The ruling by the Baker County judge came after a group of churches sued the state, saying the governor’s order violated their constitutional rights. Those churches, and some business owners across the state, cheered the judge's ruling.
Attorneys Ray Hacke, who represented the plaintiffs in the case, and Kevin Mannix, a longtime GOP politician who represented business owners, said they believed the Baker County judge's ruling would strike down not only Gov. Brown's order in relation to the churches involved in the lawsuit, but for businesses statewide.
Paul Diller, a law professor at Willamette University, said a person could read the Baker County judge's decision as applying statewide, as Mannix and Hacke argue, while another person could read it as applying only to the plaintiffs.
Diller said there are three different laws the governor could have used to implement her executive order. The one she used was the emergency declaration statute. It’s been on the books since 1949 and it has no time limit. So, it’s basically as good for as long as she wants.
There’s also the catastrophic disaster statute. That’s the one the churches who sued the governor believe she should have used. That would have needed to be renewed by the Legislature after 30 days.
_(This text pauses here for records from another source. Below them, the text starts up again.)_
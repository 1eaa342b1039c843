/// Icons used in restore progress and summary output.
///
/// Requires a Nerd Font in the terminal; JSON output carries them verbatim.
#[derive(Debug, Clone, Copy, PartialEq, Eq)]
pub enum NerdFont {
    Check,
    CrossCircle,
    Warning,
    Info,
    Minus,
    Package,
    Download,
    Desktop,
    Wrench,
    List,
    Save,
}

impl NerdFont {
    pub fn unicode(self) -> char {
        match self {
            Self::Check => '\u{f00c}',       // fa-check
            Self::CrossCircle => '\u{f057}', // fa-times-circle
            Self::Warning => '\u{f071}',     // fa-exclamation-triangle
            Self::Info => '\u{f05a}',        // fa-info-circle
            Self::Minus => '\u{f068}',       // fa-minus
            Self::Package => '\u{f187}',     // fa-archive
            Self::Download => '\u{f019}',    // fa-download
            Self::Desktop => '\u{f108}',     // fa-desktop
            Self::Wrench => '\u{f0ad}',      // fa-wrench
            Self::List => '\u{f03a}',        // fa-list
            Self::Save => '\u{f0c7}',        // fa-save
        }
    }
}

impl From<NerdFont> for char {
    fn from(icon: NerdFont) -> Self {
        icon.unicode()
    }
}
There’s also an emergency declaration specific to public health. This was passed in 2007. It has a 14-day expiration attached to it. The Baker County judge who made Monday’s ruling decided this was the law that applied in this crisis.
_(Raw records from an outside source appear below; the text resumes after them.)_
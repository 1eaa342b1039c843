//! Install commands for package-manager tools that are not present yet.
//!
//! A recipe is a shell snippet run through `sh -c` with the terminal
//! attached, since most of them download an installer and may prompt for a
//! password. `{sudo}` in a recipe expands to `sudo ` unless running as root.

use std::collections::BTreeMap;

use super::capability::Capabilities;
use super::runner::Invocation;
use crate::platform::Platform;

const RUSTUP: &str =
    "curl --proto '=https' --tlsv1.2 -sSf https://sh.rustup.rs | sh -s -- -y --no-modify-path";

const HOMEBREW: &str = "NONINTERACTIVE=1 /bin/bash -c \"$(curl -fsSL https://raw.githubusercontent.com/Homebrew/install/HEAD/install.sh)\"";

fn aur_helper_recipe(helper: &str) -> String {
    format!(
        "set -e; {{sudo}}pacman -S --needed --noconfirm git base-devel; \
         tmp=$(mktemp -d); \
         git clone --depth 1 https://aur.archlinux.org/{helper}-bin.git \"$tmp/{helper}-bin\"; \
         cd \"$tmp/{helper}-bin\"; makepkg -si --noconfirm; \
         rm -rf \"$tmp\""
    )
}

/// Built-in recipe for `tool` on `platform`.
pub fn builtin_recipe(tool: &str, platform: Platform) -> Option<String> {
    let recipe = match (tool, platform) {
        ("cargo" | "rustup", _) => RUSTUP.to_string(),
        ("brew", Platform::Mac | Platform::Wsl) => HOMEBREW.to_string(),
        ("mas", Platform::Mac) => "brew install mas".to_string(),
        ("yay" | "paru", Platform::Arch) => aur_helper_recipe(tool),

        ("pip3", Platform::Wsl) => "{sudo}apt-get install -y python3-pip".to_string(),
        ("pip3", Platform::Arch) => "{sudo}pacman -S --needed --noconfirm python-pip".to_string(),
        ("pip3", Platform::Mac) => "brew install python".to_string(),

        ("npm", Platform::Wsl) => "{sudo}apt-get install -y nodejs npm".to_string(),
        ("npm", Platform::Arch) => "{sudo}pacman -S --needed --noconfirm nodejs npm".to_string(),
        ("npm", Platform::Mac) => "brew install node".to_string(),

        _ => return None,
    };
    Some(recipe)
}

/// Resolves and renders bootstrap recipes for one run.
#[derive(Debug, Clone)]
pub struct Bootstrapper {
    platform: Platform,
    use_sudo: bool,
    overrides: BTreeMap<String, String>,
}

impl Bootstrapper {
    pub fn new(platform: Platform, use_sudo: bool) -> Self {
        Self {
            platform,
            use_sudo,
            overrides: BTreeMap::new(),
        }
    }

    /// User-configured recipes, keyed by tool name, replace built-in ones.
    pub fn with_overrides(mut self, overrides: BTreeMap<String, String>) -> Self {
        self.overrides = overrides;
        self
    }

    /// Rendered shell snippet that installs `tool`.
    pub fn script_for(&self, tool: &str) -> Option<String> {
        let recipe = self
            .overrides
            .get(tool)
            .cloned()
            .or_else(|| builtin_recipe(tool, self.platform))?;
        let sudo = if self.use_sudo { "sudo " } else { "" };
        Some(recipe.replace("{sudo}", sudo))
    }

    /// Command that runs the recipe for `tool`.
    pub fn invocation(&self, tool: &str, caps: &Capabilities) -> Result<Invocation, String> {
        let script = self
            .script_for(tool)
            .ok_or_else(|| format!("no bootstrap recipe for {} on {}", tool, self.platform))?;
        let sh = caps
            .resolve("sh")
            .ok_or_else(|| "sh is not available to run the bootstrap".to_string())?;
        Ok(Invocation::new(sh, ["-c".to_string(), script])
            .with_path_env(caps.path_env())
            .interactive())
    }
}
"Judge Shirtcliff noted that it was the public health emergency statute that empowered the governor to control movement in and out of areas, which is essentially what a stay-at-home order does, it controls people's movement. He thought that controlling movement was not authorized by the earlier, more general emergency statute,” said Diller.
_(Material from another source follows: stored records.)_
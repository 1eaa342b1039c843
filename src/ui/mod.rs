use colored::*;
use lazy_static::lazy_static;
use serde::Serialize;
use std::io::{self, Write};
use std::sync::RwLock;
use std::sync::atomic::{AtomicBool, Ordering};

#[derive(Debug, Clone, Copy, PartialEq, Eq, clap::ValueEnum)]
pub enum OutputFormat {
    Text,
    Json,
}

#[derive(Debug, Clone, Copy, PartialEq, Eq)]
pub enum Level {
    Info,
    Success,
    Warn,
    Error,
    Debug,
}

impl Level {
    fn as_str(self) -> &'static str {
        match self {
            Level::Info => "info",
            Level::Success => "success",
            Level::Warn => "warn",
            Level::Error => "error",
            Level::Debug => "debug",
        }
    }
}

#[derive(Debug, Clone)]
pub struct Renderer {
    pub format: OutputFormat,
    pub color: bool,
}

impl Default for Renderer {
    fn default() -> Self {
        Self {
            format: OutputFormat::Text,
            color: true,
        }
    }
}

lazy_static! {
    static ref RENDERER: RwLock<Renderer> = RwLock::new(Renderer::default());
}

static DEBUG_MODE: AtomicBool = AtomicBool::new(false);

pub fn set_debug_mode(enabled: bool) {
    DEBUG_MODE.store(enabled, Ordering::Relaxed);
}

pub fn is_debug_enabled() -> bool {
    DEBUG_MODE.load(Ordering::Relaxed)
}

pub fn init(format: OutputFormat, color: bool) {
    if let Ok(mut r) = RENDERER.write() {
        r.format = format;
        r.color = color;
    }
    colored::control::set_override(color && format == OutputFormat::Text);
}

pub mod nerd_font;
pub use nerd_font::NerdFont;

pub const SEPARATOR_LIGHT: &str = "─";

#[derive(Serialize)]
struct Event<'a> {
    level: &'a str,
    code: &'a str,
    message: &'a str,
    #[serde(skip_serializing_if = "Option::is_none")]
    data: Option<serde_json::Value>,
}

fn renderer() -> Renderer {
    RENDERER.read().map(|r| r.clone()).unwrap_or_default()
}

fn colorize(level: Level, s: &str, enable: bool) -> String {
    if !enable {
        return s.to_string();
    }
    match level {
        Level::Info => s.normal().to_string(),
        Level::Success => s.green().bold().to_string(),
        Level::Warn => s.yellow().bold().to_string(),
        Level::Error => s.red().bold().to_string(),
        Level::Debug => s.cyan().to_string(),
    }
}

/// Drop CSI escape sequences so JSON consumers never see terminal control bytes.
fn strip_ansi(input: &str) -> String {
    let mut out = String::with_capacity(input.len());
    let mut chars = input.chars().peekable();
    while let Some(c) = chars.next() {
        if c == '\u{1b}' && chars.peek() == Some(&'[') {
            chars.next();
            for b in chars.by_ref() {
                if ('@'..='~').contains(&b) {
                    break;
                }
            }
            continue;
        }
        out.push(c);
    }
    out
}

fn sink(level: Level) -> Box<dyn Write> {
    match level {
        Level::Error | Level::Warn => Box::new(io::stderr()),
        _ => Box::new(io::stdout()),
    }
}

/// Report an event to the user.
///
/// `code` is a stable dotted identifier (e.g. `restore.package.failed`) that
/// JSON consumers can match on; `message` is the human text. Debug events are
/// dropped unless debug mode is on.
pub fn emit(level: Level, code: &str, message: &str, data: Option<serde_json::Value>) {
    if level == Level::Debug && !is_debug_enabled() {
        return;
    }
    let r = renderer();
    let mut out = sink(level);
    match r.format {
        OutputFormat::Text => {
            let _ = writeln!(out, "{}", colorize(level, message, r.color));
        }
        OutputFormat::Json => {
            let clean_msg = strip_ansi(message);
            let ev = Event {
                level: level.as_str(),
                code,
                message: &clean_msg,
                data,
            };
            if let Ok(s) = serde_json::to_string(&ev) {
                let _ = writeln!(out, "{}", s);
            }
        }
    }
}

pub fn get_output_format() -> OutputFormat {
    renderer().format
}

pub fn separator() {
    let r = renderer();
    // Keep stdout parseable line-by-line in JSON mode
    if matches!(r.format, OutputFormat::Json) {
        return;
    }
    let _ = writeln!(io::stdout(), "{}", SEPARATOR_LIGHT.repeat(80));
}

pub mod prelude {
    pub use super::{Level, NerdFont, OutputFormat, emit, get_output_format, separator};
}

#[cfg(test)]
mod tests {
    use super::*;

    #[test]
    fn test_strip_ansi_removes_color_codes() {
        let colored = "\u{1b}[1;32mdone\u{1b}[0m ok";
        assert_eq!(strip_ansi(colored), "done ok");
    }

    #[test]
    fn test_strip_ansi_keeps_plain_text() {
        assert_eq!(strip_ansi("nodejs → node"), "nodejs → node");
    }

    #[test]
    fn test_level_names() {
        assert_eq!(Level::Warn.as_str(), "warn");
        assert_eq!(Level::Success.as_str(), "success");
    }
}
Again, that law has a 14-day limit. The judge ruled Gov. Brown could re-up the order once by herself. But after that, she needed approval from the Legislature. That meant, according to his interpretation, the order expired after 28 days, which was 29 days ago.
The ruling brings up a lot of questions that are now up to the seven justices on the Oregon Supreme Court. Until they come to a decision, which there is no timeline for, the restrictions put in place by Gov. Brown's stay-home order remain in effect.
This story appeared in The Story with Dan Haggerty. You can watch the show at 6 p.m. Monday-Friday. If there's a story you would like us to dig deeper into, you can email thestory@kgw.com or use the hashtag #HeyDan on Twitter.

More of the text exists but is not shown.